In condizioni “normali” (ovvero quando il soggetto riesce a digerire adeguatamente il lattosio), il lattosio che arriva al colon può essere idrolizzato dall’enzima β-galattosidasi prodotto dalla flora batterica presente, con conseguente formazione di glucosio e galattosio, che vengono successivamente convertiti in lattato, acetato, propinato, butirrato ed altri acidi grassi a catena corta catena (SCFA).
Tutti questi prodotti possono contribuire al carico osmotico nel colon che potrebbe portare ad aumento del tempo di transito intestinale, a profili fermentativi alterati e, infine, alla diarrea.
La β-galattosidasi è il fattore limitante, infatti è noto che la supplementazione di yogurt e probiotici allevia i sintomi clinici inducendo la produzione di β-galattosidasi a livello del colon.
La β-galattosidasi è un enzima abbondante nel microbiota intestinale, è presente in molti phyla di batteri che possono contribuire in totale a più del 40% del microbiota.
Tipicamente, l’intolleranza al lattosio determina una sintomatologia gastrointestinale (gonfiore, pesantezza post-prandiale, coliche, alterazioni delle evacuzioni con stipsi, diarrea o alternanza delle due) ma in alcuni soggetti si possono avere manifestazioni extra-intestinali di tipo sistemico (stanchezza, spossatezza, cefalea) o a carico di altri organi o apprati.

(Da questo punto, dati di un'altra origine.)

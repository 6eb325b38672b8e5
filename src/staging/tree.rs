//! The in-memory staging tree
//!
//! Entries live in an arena owned by [`StagingTree`] and refer to their
//! parent by index, so full paths are computed on demand from the parent
//! chain instead of being memoized on the entry.

use crate::error::{EntryKind, Result, StorageError};
use crate::staging::entry::{
    DirectoryEntry, DirectoryId, Entry, EntryId, FileEntry, FileId, StagedEntry,
};
use crate::staging::path;
use crate::staging::stat::StatFuture;
use crate::staging::types::{
    Create, CreateDirectoryOptions, DirectoryOptions, FileOptions, WriteFileOptions,
};
use bytes::Bytes;
use log::trace;

#[derive(Debug)]
pub struct StagingTree {
    nodes: Vec<Entry>,
}

impl Default for StagingTree {
    fn default() -> Self {
        Self::new()
    }
}

impl StagingTree {
    /// Create a tree holding only the unnamed root directory
    pub fn new() -> Self {
        Self {
            nodes: vec![Entry::Directory(DirectoryEntry::new(
                None,
                String::new(),
                DirectoryOptions::default(),
            ))],
        }
    }

    pub fn root(&self) -> DirectoryId {
        DirectoryId(0)
    }

    pub fn entry(&self, id: impl Into<EntryId>) -> &Entry {
        &self.nodes[id.into().index()]
    }

    pub fn directory(&self, id: DirectoryId) -> &DirectoryEntry {
        match &self.nodes[id.0] {
            Entry::Directory(directory) => directory,
            Entry::File(_) => unreachable!("directory id {} refers to a file", id.0),
        }
    }

    pub fn file(&self, id: FileId) -> &FileEntry {
        match &self.nodes[id.0] {
            Entry::File(file) => file,
            Entry::Directory(_) => unreachable!("file id {} refers to a directory", id.0),
        }
    }

    pub fn file_mut(&mut self, id: FileId) -> &mut FileEntry {
        match &mut self.nodes[id.0] {
            Entry::File(file) => file,
            Entry::Directory(_) => unreachable!("file id {} refers to a directory", id.0),
        }
    }

    fn directory_mut(&mut self, id: DirectoryId) -> &mut DirectoryEntry {
        match &mut self.nodes[id.0] {
            Entry::Directory(directory) => directory,
            Entry::File(_) => unreachable!("directory id {} refers to a file", id.0),
        }
    }

    /// Full path of an entry, its ancestors' names joined with `/`
    ///
    /// The root has the empty path; its children have single-segment paths.
    pub fn path(&self, id: impl Into<EntryId>) -> String {
        let mut names = Vec::new();
        let mut current = Some(id.into());
        while let Some(id) = current {
            let entry = self.entry(id);
            if entry.parent().is_some() {
                names.push(entry.name());
            }
            current = entry.parent().map(EntryId::Directory);
        }
        names.reverse();
        path::join(&names)
    }

    /// Path of a directory as shown in error messages
    fn display_path(&self, id: DirectoryId) -> String {
        format!("/{}", self.path(id))
    }

    /// Number of entries below the root
    pub fn len(&self) -> usize {
        self.nodes.len() - 1
    }

    pub fn is_empty(&self) -> bool {
        self.len() == 0
    }

    fn push(&mut self, parent: DirectoryId, name: &str, entry: Entry) -> EntryId {
        let index = self.nodes.len();
        let id = match entry {
            Entry::Directory(_) => EntryId::Directory(DirectoryId(index)),
            Entry::File(_) => EntryId::File(FileId(index)),
        };
        self.nodes.push(entry);
        self.directory_mut(parent).insert(name.to_string(), id);
        trace!("staged {} {:?}", id.kind(), self.path(id));
        id
    }

    /// Create a new empty directory `name` inside `parent`
    pub fn create_directory_in(
        &mut self,
        parent: DirectoryId,
        name: &str,
        options: DirectoryOptions,
    ) -> Result<DirectoryId> {
        if self.directory(parent).contains(name) {
            return Err(StorageError::existing_entry(
                self.display_path(parent),
                name,
            ));
        }

        let directory = DirectoryEntry::new(Some(parent), name.to_string(), options);
        match self.push(parent, name, Entry::Directory(directory)) {
            EntryId::Directory(id) => Ok(id),
            EntryId::File(_) => unreachable!(),
        }
    }

    /// Look up directory `name` inside `parent`, creating it if allowed
    ///
    /// An existing directory is returned unchanged, whatever options were
    /// passed for creation.
    pub fn get_directory_in(
        &mut self,
        parent: DirectoryId,
        name: &str,
        create: impl Into<Create<DirectoryOptions>>,
    ) -> Result<DirectoryId> {
        match self.directory(parent).get(name) {
            Some(EntryId::Directory(id)) => Ok(id),
            Some(EntryId::File(_)) => Err(StorageError::invalid_entry(
                self.display_path(parent),
                name,
                EntryKind::Directory,
                EntryKind::File,
            )),
            None => match create.into().into_options() {
                Some(options) => self.create_directory_in(parent, name, options),
                None => Err(StorageError::not_found(
                    self.display_path(parent),
                    name,
                    EntryKind::Directory,
                )),
            },
        }
    }

    /// Look up file `name` inside `parent`, creating it empty if allowed
    pub fn get_file_in(
        &mut self,
        parent: DirectoryId,
        name: &str,
        create: impl Into<Create<FileOptions>>,
    ) -> Result<FileId> {
        match self.directory(parent).get(name) {
            Some(EntryId::File(id)) => Ok(id),
            Some(EntryId::Directory(_)) => Err(StorageError::invalid_entry(
                self.display_path(parent),
                name,
                EntryKind::File,
                EntryKind::Directory,
            )),
            None => match create.into().into_options() {
                Some(options) => {
                    let file = FileEntry::new(parent, name.to_string(), options);
                    match self.push(parent, name, Entry::File(file)) {
                        EntryId::File(id) => Ok(id),
                        EntryId::Directory(_) => unreachable!(),
                    }
                }
                None => Err(StorageError::not_found(
                    self.display_path(parent),
                    name,
                    EntryKind::File,
                )),
            },
        }
    }

    /// Walk every segment but the last, returning the directory reached and
    /// the final segment name
    pub fn resolve(
        &mut self,
        from: DirectoryId,
        path: &str,
        create: impl Into<Create<DirectoryOptions>>,
    ) -> Result<(DirectoryId, String)> {
        let mut segments = path::split(path)?;
        let create = create.into();
        let name = segments.pop().unwrap_or_default();

        let mut directory = from;
        for segment in &segments {
            directory = self.get_directory_in(directory, segment, create.clone())?;
        }

        Ok((directory, name))
    }

    /// Like [`Self::resolve`] but never creates anything
    fn resolve_existing(&self, from: DirectoryId, segments: &[String]) -> Result<DirectoryId> {
        let mut directory = from;
        for segment in segments {
            directory = match self.directory(directory).get(segment) {
                Some(EntryId::Directory(id)) => id,
                Some(EntryId::File(_)) => {
                    return Err(StorageError::invalid_entry(
                        self.display_path(directory),
                        segment,
                        EntryKind::Directory,
                        EntryKind::File,
                    ))
                }
                None => {
                    return Err(StorageError::not_found(
                        self.display_path(directory),
                        segment,
                        EntryKind::Directory,
                    ))
                }
            };
        }
        Ok(directory)
    }

    /// Create the directory at `path` relative to the root
    ///
    /// Missing intermediate directories are created only with `parents`.
    pub fn create_directory(
        &mut self,
        path: &str,
        options: CreateDirectoryOptions,
    ) -> Result<DirectoryId> {
        let create = if options.parents {
            Create::With(options.directory.clone())
        } else {
            Create::No
        };
        let root = self.root();
        let (directory, name) = self.resolve(root, path, create)?;
        self.create_directory_in(directory, &name, options.directory)
    }

    /// Write `content` into the file at `path`, creating it if allowed
    ///
    /// Every failure is detected before the tree is touched, so a failed
    /// call never leaves freshly created intermediate directories behind.
    pub fn write_file(
        &mut self,
        path: &str,
        content: impl Into<Bytes>,
        options: WriteFileOptions,
    ) -> Result<FileId> {
        let mut segments = path::split(path)?;
        let name = segments.pop().unwrap_or_default();
        let root = self.root();

        let existing = match self.resolve_existing(root, &segments) {
            Ok(directory) => match self.directory(directory).get(&name) {
                Some(EntryId::File(id)) => Some(id),
                Some(EntryId::Directory(_)) => {
                    return Err(StorageError::invalid_entry(
                        self.display_path(directory),
                        &name,
                        EntryKind::File,
                        EntryKind::Directory,
                    ))
                }
                None if !options.create.is_enabled() => {
                    return Err(StorageError::not_found(
                        self.display_path(directory),
                        &name,
                        EntryKind::File,
                    ))
                }
                None => None,
            },
            Err(StorageError::NotFound { .. }) if options.parents => {
                if !options.create.is_enabled() {
                    return Err(StorageError::not_found(
                        format!("/{}", path::join(&segments)),
                        &name,
                        EntryKind::File,
                    ));
                }
                None
            }
            Err(e) => return Err(e),
        };

        let size = match existing {
            Some(id) if !options.write.truncate => self.file(id).size(),
            _ => 0,
        };
        if options.write.offset > size {
            return Err(StorageError::out_of_bounds(options.write.offset, size));
        }

        let create = if options.parents {
            Create::Default
        } else {
            Create::No
        };
        let (directory, name) = self.resolve(root, path, create)?;
        let file = self.get_file_in(directory, &name, options.create)?;
        self.file_mut(file).write(content, options.write)?;
        Ok(file)
    }

    /// Look up the file at `path` without creating anything
    pub fn get_file(&self, path: &str) -> Result<FileId> {
        let mut segments = path::split(path)?;
        let name = segments.pop().unwrap_or_default();
        let directory = self.resolve_existing(self.root(), &segments)?;
        match self.directory(directory).get(&name) {
            Some(EntryId::File(id)) => Ok(id),
            Some(EntryId::Directory(_)) => Err(StorageError::invalid_entry(
                self.display_path(directory),
                name,
                EntryKind::File,
                EntryKind::Directory,
            )),
            None => Err(StorageError::not_found(
                self.display_path(directory),
                name,
                EntryKind::File,
            )),
        }
    }

    /// Pending upload result of the file at `path`
    pub fn stat(&self, path: &str) -> Result<StatFuture> {
        let file = self.get_file(path)?;
        Ok(self.file(file).stat())
    }

    /// Depth-first, pre-order walk over everything below `directory`
    pub fn iterate(&self, directory: DirectoryId) -> Walk<'_> {
        let mut stack: Vec<EntryId> = self.directory(directory).entries().to_vec();
        stack.reverse();
        Walk { tree: self, stack }
    }

    /// Walk over every entry below the root
    pub fn iter(&self) -> Walk<'_> {
        self.iterate(self.root())
    }
}

/// A borrowed entry yielded while walking the tree
#[derive(Debug, Clone, Copy)]
pub struct EntryRef<'a> {
    tree: &'a StagingTree,
    id: EntryId,
}

impl<'a> EntryRef<'a> {
    pub fn id(&self) -> EntryId {
        self.id
    }

    pub fn entry(&self) -> &'a Entry {
        self.tree.entry(self.id)
    }

    pub fn name(&self) -> &'a str {
        self.entry().name()
    }

    pub fn kind(&self) -> EntryKind {
        self.id.kind()
    }

    pub fn path(&self) -> String {
        self.tree.path(self.id)
    }
}

/// Lazy pre-order traversal; a fresh call re-walks the current state
#[derive(Debug)]
pub struct Walk<'a> {
    tree: &'a StagingTree,
    stack: Vec<EntryId>,
}

impl<'a> Iterator for Walk<'a> {
    type Item = EntryRef<'a>;

    fn next(&mut self) -> Option<Self::Item> {
        let id = self.stack.pop()?;
        if let EntryId::Directory(directory) = id {
            self.stack
                .extend(self.tree.directory(directory).entries().iter().rev());
        }
        Some(EntryRef {
            tree: self.tree,
            id,
        })
    }
}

Il test di riferimento per la diagnosi dell’intolleranza al lattosio è il breath test con lattosio; questo è un test non invasivo e molto accurato, tuttavia richiede diverse ore e pertanto non è molto pratico. Nella popolazione caucasica adulta, quando si sospetta un’intolleranza al lattosio di tipo primario (ovvero geneticamente determinata, che è la forma di gran lunga più frequente) si può ricorrere al test genetico per valutare se il soggetto è predisposto a ridurre nel tempo I livelli di enzima β-galattosidasi.